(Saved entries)
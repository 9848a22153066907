//! Generation counter.

use std::fmt;

/// Monotonically increasing generation counter.
///
/// Incremented each time the engine swaps planes at the end of a step.
/// A freshly seeded grid is generation 0.
#[derive(Clone, Copy, Debug, Default, PartialEq, Eq, Hash, PartialOrd, Ord)]
pub struct Generation(pub u64);

impl Generation {
    /// The generation that follows this one.
    pub fn next(self) -> Self {
        Self(self.0 + 1)
    }
}

impl fmt::Display for Generation {
    fn fmt(&self, f: &mut fmt::Formatter<'_>) -> fmt::Result {
        write!(f, "{}", self.0)
    }
}

impl From<u64> for Generation {
    fn from(v: u64) -> Self {
        Self(v)
    }
}
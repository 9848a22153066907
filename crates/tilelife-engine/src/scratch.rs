//! Transient per-region count storage and the carries between regions.
//!
//! [`ScratchCounts`] is one count matrix sized for the largest region in the
//! plan. It is re-zeroed and re-shaped for every region, so the memory a step
//! needs is bounded by the largest region rather than the grid.
//!
//! [`Handoff`] holds the partial counts of deferred edges between the region
//! that produced them and the region that commits them:
//!
//! ```text
//!            row carry: one byte per grid column
//!   band k   [ ........ deferred row ........ ]──┐
//!   band k+1 [ first row ......................]<─┘ copied over commit columns
//!
//!            col carry: one byte per band row
//!   tile j | deferred col |──> | first col | tile j+1   added over all rows
//! ```

use tilelife_core::Region;

/// Count matrix covering one region's extent, addressed by grid coordinates.
pub struct ScratchCounts {
    data: Vec<u8>,
    region: Option<Region>,
}

impl ScratchCounts {
    /// Allocate a matrix able to hold `capacity` cells.
    pub fn new(capacity: usize) -> Self {
        Self {
            data: vec![0; capacity],
            region: None,
        }
    }

    /// Re-shape for `region` and zero its counts.
    ///
    /// # Panics
    ///
    /// Panics if the region's area exceeds the capacity.
    pub fn begin(&mut self, region: &Region) {
        let area = region.area();
        assert!(
            area <= self.data.len(),
            "region of {area} cells exceeds scratch capacity {}",
            self.data.len()
        );
        self.data[..area].fill(0);
        self.region = Some(*region);
    }

    /// The region currently shaped, if any.
    pub fn region(&self) -> Option<&Region> {
        self.region.as_ref()
    }

    #[inline]
    fn index(&self, row: u32, col: u32) -> usize {
        let region = self
            .region
            .as_ref()
            .unwrap_or_else(|| panic!("scratch accessed before begin()"));
        assert!(
            region.contains(row, col),
            "({row}, {col}) is outside region at ({}, {}) sized {}x{}",
            region.row(),
            region.col(),
            region.height(),
            region.width()
        );
        (row - region.row()) as usize * region.width() as usize + (col - region.col()) as usize
    }

    /// Count at grid cell `(row, col)`.
    #[inline]
    pub fn get(&self, row: u32, col: u32) -> u8 {
        self.data[self.index(row, col)]
    }

    /// Overwrite the count at `(row, col)`.
    #[inline]
    pub fn set(&mut self, row: u32, col: u32, count: u8) {
        let i = self.index(row, col);
        self.data[i] = count;
    }

    /// Add `amount` to the count at `(row, col)`.
    #[inline]
    pub fn add(&mut self, row: u32, col: u32, amount: u8) {
        let i = self.index(row, col);
        self.data[i] += amount;
    }

    /// Add one to the count at `(row, col)`.
    #[inline]
    pub fn increment(&mut self, row: u32, col: u32) {
        self.add(row, col, 1);
    }

    /// Subtract one from the count at `(row, col)`.
    #[inline]
    pub fn decrement(&mut self, row: u32, col: u32) {
        let i = self.index(row, col);
        self.data[i] -= 1;
    }

    /// Cells the matrix can hold.
    pub fn capacity(&self) -> usize {
        self.data.len()
    }

    /// Bytes of backing storage.
    pub fn memory_bytes(&self) -> usize {
        self.data.len()
    }
}

/// Row and column carries for deferred edges.
pub struct Handoff {
    row_carry: Vec<u8>,
    col_carry: Vec<u8>,
}

impl Handoff {
    /// Carries for a grid `cols` wide whose tallest region is `max_height`.
    pub fn new(cols: u32, max_height: u32) -> Self {
        Self {
            row_carry: vec![0; cols as usize],
            col_carry: vec![0; max_height as usize],
        }
    }

    /// Seed `scratch` with the partial counts deferred to `region`.
    ///
    /// The row carry is copied over the commit columns of the first row; the
    /// column carry is then added down the first column. The corner cell
    /// receives both.
    pub fn load(&self, region: &Region, scratch: &mut ScratchCounts) {
        if region.receives_row_carry() {
            let row = region.row();
            for col in region.commit_cols() {
                scratch.set(row, col, self.row_carry[col as usize]);
            }
        }
        if region.receives_col_carry() {
            let col = region.col();
            for (i, row) in (region.row()..=region.last_row()).enumerate() {
                scratch.add(row, col, self.col_carry[i]);
            }
        }
    }

    /// Save the partial counts of `region`'s deferred edges.
    ///
    /// Must run after counting and before the next region calls
    /// [`ScratchCounts::begin`].
    pub fn export(&mut self, region: &Region, scratch: &ScratchCounts) {
        if region.defers_bottom() {
            let row = region.last_row();
            for col in region.commit_cols() {
                self.row_carry[col as usize] = scratch.get(row, col);
            }
        }
        if region.defers_right() {
            let col = region.last_col();
            for (i, row) in (region.row()..=region.last_row()).enumerate() {
                self.col_carry[i] = scratch.get(row, col);
            }
        }
    }

    /// Bytes held by both carries.
    pub fn memory_bytes(&self) -> usize {
        self.row_carry.len() + self.col_carry.len()
    }
}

### ABOUT THIS TASK:
The lines to retype run from the start of the entries through the line containing "Hash, PartialOrd, Ord)]"; reproduce them exactly and add nothing.

### YOUR RESPONSE:
repository 9848a22153066907
//! Generation counter.

use std::fmt;

/// Monotonically increasing generation counter.
///
/// Incremented each time the engine swaps planes at the end of a step.
/// A freshly seeded grid is generation 0.
#[derive(Clone, Copy, Debug, Default, PartialEq, Eq, Hash, PartialOrd, Ord)]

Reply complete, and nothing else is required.